Die Causa Wienwert sorgt für Aufregung in der Wiener Politik! 11 Angeklagte, darunter der ÖVP-Chef Karl Mahrer, müssen sich wegen Untreue verantworten. Erfahrt, was hinter den Kulissen abläuft!
Die Causa Wienwert hat die Wiener Politlandschaft erschüttert und wirbelt nicht nur im Rathaus Staub auf! Ein Mammut-Anklagewerk von 321 Seiten liegt nun vor und bringt Licht in die dunklen Machenschaften eines Immobilienunternehmens, das schon längst als insolvent gilt. Die Wirtschafts- und Korruptionsstaatsanwaltschaft (WKStA) hat elf Personen, darunter prominente Namen wie den Wiener ÖVP-Chef Karl Mahrer, wegen Untreue angeklagt. Die Ermittlungen, die bereits 2017 begonnen haben, zeichnen ein Bild von möglichen betrügerischen Praktiken, die tiefer sitzen, als man zunächst dachte.
Der dazugehörige Ermittlungsakt hat stolze 380.000 Seiten – ja, Sie haben richtig gelesen! Das ist mehr als die gesamte Buchreihe von "Der Herr der Ringe"! Unter den Angeklagten sind nicht nur Politiker, sondern auch Wirtschaftsgrößen, die allesamt als Drahtzieher in den fragwürdigen Immobiliengeschäften gelten. Die Ermittler müssen sich bei all den Informationen wie eine Nadel im Heuhaufen fühlen, aber die Aufklärung ist nur eine Frage der Zeit. Schließlich wollen wir alle wissen, ob unsere Steuergelder verantwortungsvoll verwaltet werden!
Was hier wie ein aufregender Polit-Thriller klingt, hat weitreichende Auswirkungen auf die Wiener Politik. Diese Krise kommt zu einem ungünstigen Zeitpunkt, denn die nächsten Wahlen stehen vor der Tür und die ÖVP könnte versuchen, die Geschäfte in eine andere Richtung zu lenken. Wenn die Wähler erfahren, dass ihr Chef möglicherweise nicht so sauber ist, wie es scheint, könnte das ihre Meinung über die gesamte Partei beeinflussen. Die Frage bleibt: Wird Mahrer der Situation gewachsen oder wird er sich wie ein Fisch auf dem Trockenen winden?

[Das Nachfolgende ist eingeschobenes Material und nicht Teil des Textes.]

//! Cache Module
//!
//! Provides in-memory caching with per-entry TTL expiration and
//! pattern-based bulk invalidation.

mod entry;
mod pattern;
mod stats;
mod store;


// Re-export public types
pub use entry::CacheEntry;
pub use pattern::KeyPattern;
pub use stats::CacheStats;
pub use store::TtlCache;
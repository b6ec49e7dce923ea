//! Configuration Module
//!
//! Handles loading client configuration from environment variables.

use std::env;
use std::str::FromStr;
use std::time::Duration;

use crate::search::DEFAULT_SEARCH_CONCURRENCY;

/// Client configuration parameters.
///
/// All values can be configured via environment variables with sensible defaults.
#[derive(Debug, Clone)]
pub struct Config {
    /// Server address, without the `/v1` API prefix
    pub address: String,
    /// Bearer credential sent with every request
    pub token: String,
    /// Namespace to start in, if any
    pub namespace: Option<String>,
    /// KV v2 mount the client operates on
    pub mount: String,
    /// TTL in seconds for cached directory listings
    pub list_cache_ttl: u64,
    /// TTL in seconds for cached secret values
    pub secret_cache_ttl: u64,
    /// Background purge interval in seconds
    pub cleanup_interval: u64,
    /// Maximum in-flight wire calls per search
    pub search_concurrency: usize,
    /// Per-request timeout in seconds
    pub request_timeout: u64,
    /// Send LIST as POST with a method-override header
    pub method_override: bool,
}

impl Config {
    /// Creates a new Config by loading values from environment variables.
    ///
    /// # Environment Variables
    /// - `VAULT_ADDR` - Server address (default: http://127.0.0.1:8200)
    /// - `VAULT_TOKEN` - Bearer credential (default: empty)
    /// - `VAULT_NAMESPACE` - Initial namespace (default: none)
    /// - `VAULT_MOUNT` - KV v2 mount (default: secret)
    /// - `LIST_CACHE_TTL` - Listing cache TTL in seconds (default: 60)
    /// - `SECRET_CACHE_TTL` - Secret cache TTL in seconds (default: 300)
    /// - `CLEANUP_INTERVAL` - Purge frequency in seconds (default: 60)
    /// - `SEARCH_CONCURRENCY` - In-flight calls per search (default: 8)
    /// - `REQUEST_TIMEOUT` - Request timeout in seconds (default: 30)
    /// - `VAULT_METHOD_OVERRIDE` - `true`/`1` to tunnel LIST through POST (default: false)
    pub fn from_env() -> Self {
        let defaults = Self::default();
        Self {
            address: env::var("VAULT_ADDR").unwrap_or(defaults.address),
            token: env::var("VAULT_TOKEN").unwrap_or(defaults.token),
            namespace: env::var("VAULT_NAMESPACE").ok().filter(|ns| !ns.is_empty()),
            mount: env::var("VAULT_MOUNT").unwrap_or(defaults.mount),
            list_cache_ttl: parse_var("LIST_CACHE_TTL").unwrap_or(defaults.list_cache_ttl),
            secret_cache_ttl: parse_var("SECRET_CACHE_TTL").unwrap_or(defaults.secret_cache_ttl),
            cleanup_interval: parse_var("CLEANUP_INTERVAL").unwrap_or(defaults.cleanup_interval),
            search_concurrency: parse_var("SEARCH_CONCURRENCY")
                .filter(|n| *n > 0)
                .unwrap_or(defaults.search_concurrency),
            request_timeout: parse_var("REQUEST_TIMEOUT").unwrap_or(defaults.request_timeout),
            method_override: env::var("VAULT_METHOD_OVERRIDE")
                .map(|v| matches!(v.to_ascii_lowercase().as_str(), "1" | "true" | "yes"))
                .unwrap_or(defaults.method_override),
        }
    }

    pub fn list_cache_ttl(&self) -> Duration {
        Duration::from_secs(self.list_cache_ttl)
    }

    pub fn secret_cache_ttl(&self) -> Duration {
        Duration::from_secs(self.secret_cache_ttl)
    }

    pub fn request_timeout(&self) -> Duration {
        Duration::from_secs(self.request_timeout)
    }
}

fn parse_var<T: FromStr>(name: &str) -> Option<T> {
    env::var(name).ok().and_then(|v| v.parse().ok())
}

impl Default for Config {
    fn default() -> Self {
        Self {
            address: "http://127.0.0.1:8200".to_string(),
            token: String::new(),
            namespace: None,
            mount: "secret".to_string(),
            list_cache_ttl: 60,
            secret_cache_ttl: 300,
            cleanup_interval: 60,
            search_concurrency: DEFAULT_SEARCH_CONCURRENCY,
            request_timeout: 30,
            method_override: false,
        }
    }
}

#[cfg(test)]
mod tests {
    use super::*;

    #[test]
    fn test_config_default() {
        let config = Config::default();
        assert_eq!(config.address, "http://127.0.0.1:8200");
        assert_eq!(config.mount, "secret");
        assert!(config.namespace.is_none());
        assert_eq!(config.list_cache_ttl(), Duration::from_secs(60));
        assert_eq!(config.secret_cache_ttl(), Duration::from_secs(300));
        assert_eq!(config.search_concurrency, DEFAULT_SEARCH_CONCURRENCY);
        assert!(!config.method_override);
    }

    #[test]
    fn test_config_from_env() {
        env::set_var("VAULT_MOUNT", "kv");
        env::set_var("VAULT_NAMESPACE", "team-a");
        env::set_var("SEARCH_CONCURRENCY", "0");
        env::set_var("VAULT_METHOD_OVERRIDE", "TRUE");
        env::remove_var("LIST_CACHE_TTL");

        let config = Config::from_env();
        assert_eq!(config.mount, "kv");
        assert_eq!(config.namespace.as_deref(), Some("team-a"));
        // Zero falls back to the default
        assert_eq!(config.search_concurrency, 8);
        assert!(config.method_override);
        assert_eq!(config.list_cache_ttl, 60);

        env::remove_var("VAULT_MOUNT");
        env::remove_var("VAULT_NAMESPACE");
        env::remove_var("SEARCH_CONCURRENCY");
        env::remove_var("VAULT_METHOD_OVERRIDE");
    }
}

Unterdessen ist es interessant zu erwähnen, dass die Causa Wienwert nicht nur politisch brisant ist, sondern auch einen Blick auf die Immobilienbranche bietet, die oft wie ein Glücksspiel wirkt. Die Mechanismen, die hier am Werk sind, erinnern stark an die Machenschaften im Poker – ein falscher Zug und alles ist verloren. Ein weiterer spannender Fakt: Die ÖVP, die immer auf Sparsamkeit und Wirtschaftlichkeit pocht, könnte jetzt selbst in den Sumpf von Untreue und Betrug geraten. Was für ein ironischer Twist!
In der Causa Wienwert hat die Wirtschafts- und Korruptionsstaatsanwaltschaft (WKStA) beim Wiener Landesgericht eine umfangreiche Anklage eingebracht.
Elf Personen müssen sich unter anderem wegen Untreue vor Gericht verantworten, die WKStA hatte seit 2017 ermittelt. Die Causa bringt Unruhe kurz vor der ...
321 Seiten hat die Betrugs-, Untreue- und Krida-Anklage, welche die WKStA im Zusammenhang mit dem Immobilienunternehmen Wienwert verfasst hat.
Die Wirtschafts- und Korruptionsstaatsanwaltschaft (WKStA) hat im Fall Wienwert eine umfangreiche Anklage beim Wiener Landesgericht für Strafsachen ...
380.000 Seiten Ermittlungsakt: So umfangreich gestalteten sich die 2017 eingeleiteten Ermittlungen rund um die insolvente Immobilienentwicklungsgesellschaft ...
Angeklagt sind insgesamt elf Personen und drei Verbände. Im Zentrum der Ermittlungen stehen Stefan Gruze, Nikos Bakirzoglu und Wolfgang Sedelmayer, die führende ...
Insgesamt elf Personen müssen sich unter anderem wegen Untreue vor Gericht verantworten, darunter Wiener ÖVP-Chef Mahrer.
Mehr als sieben Jahre wurde in der Causa Wienwert ermittelt. Nun hat die Wirtschafts- und Korruptionsstaatsanwaltschaft (WKStA) elf Personen angeklagt.
Der in der Causa Wienwert mitangeklagte Unternehmer Klemens Hallmann weist den gegen ihn erhobenen Vorwurf der betrügerischen Krida zurück.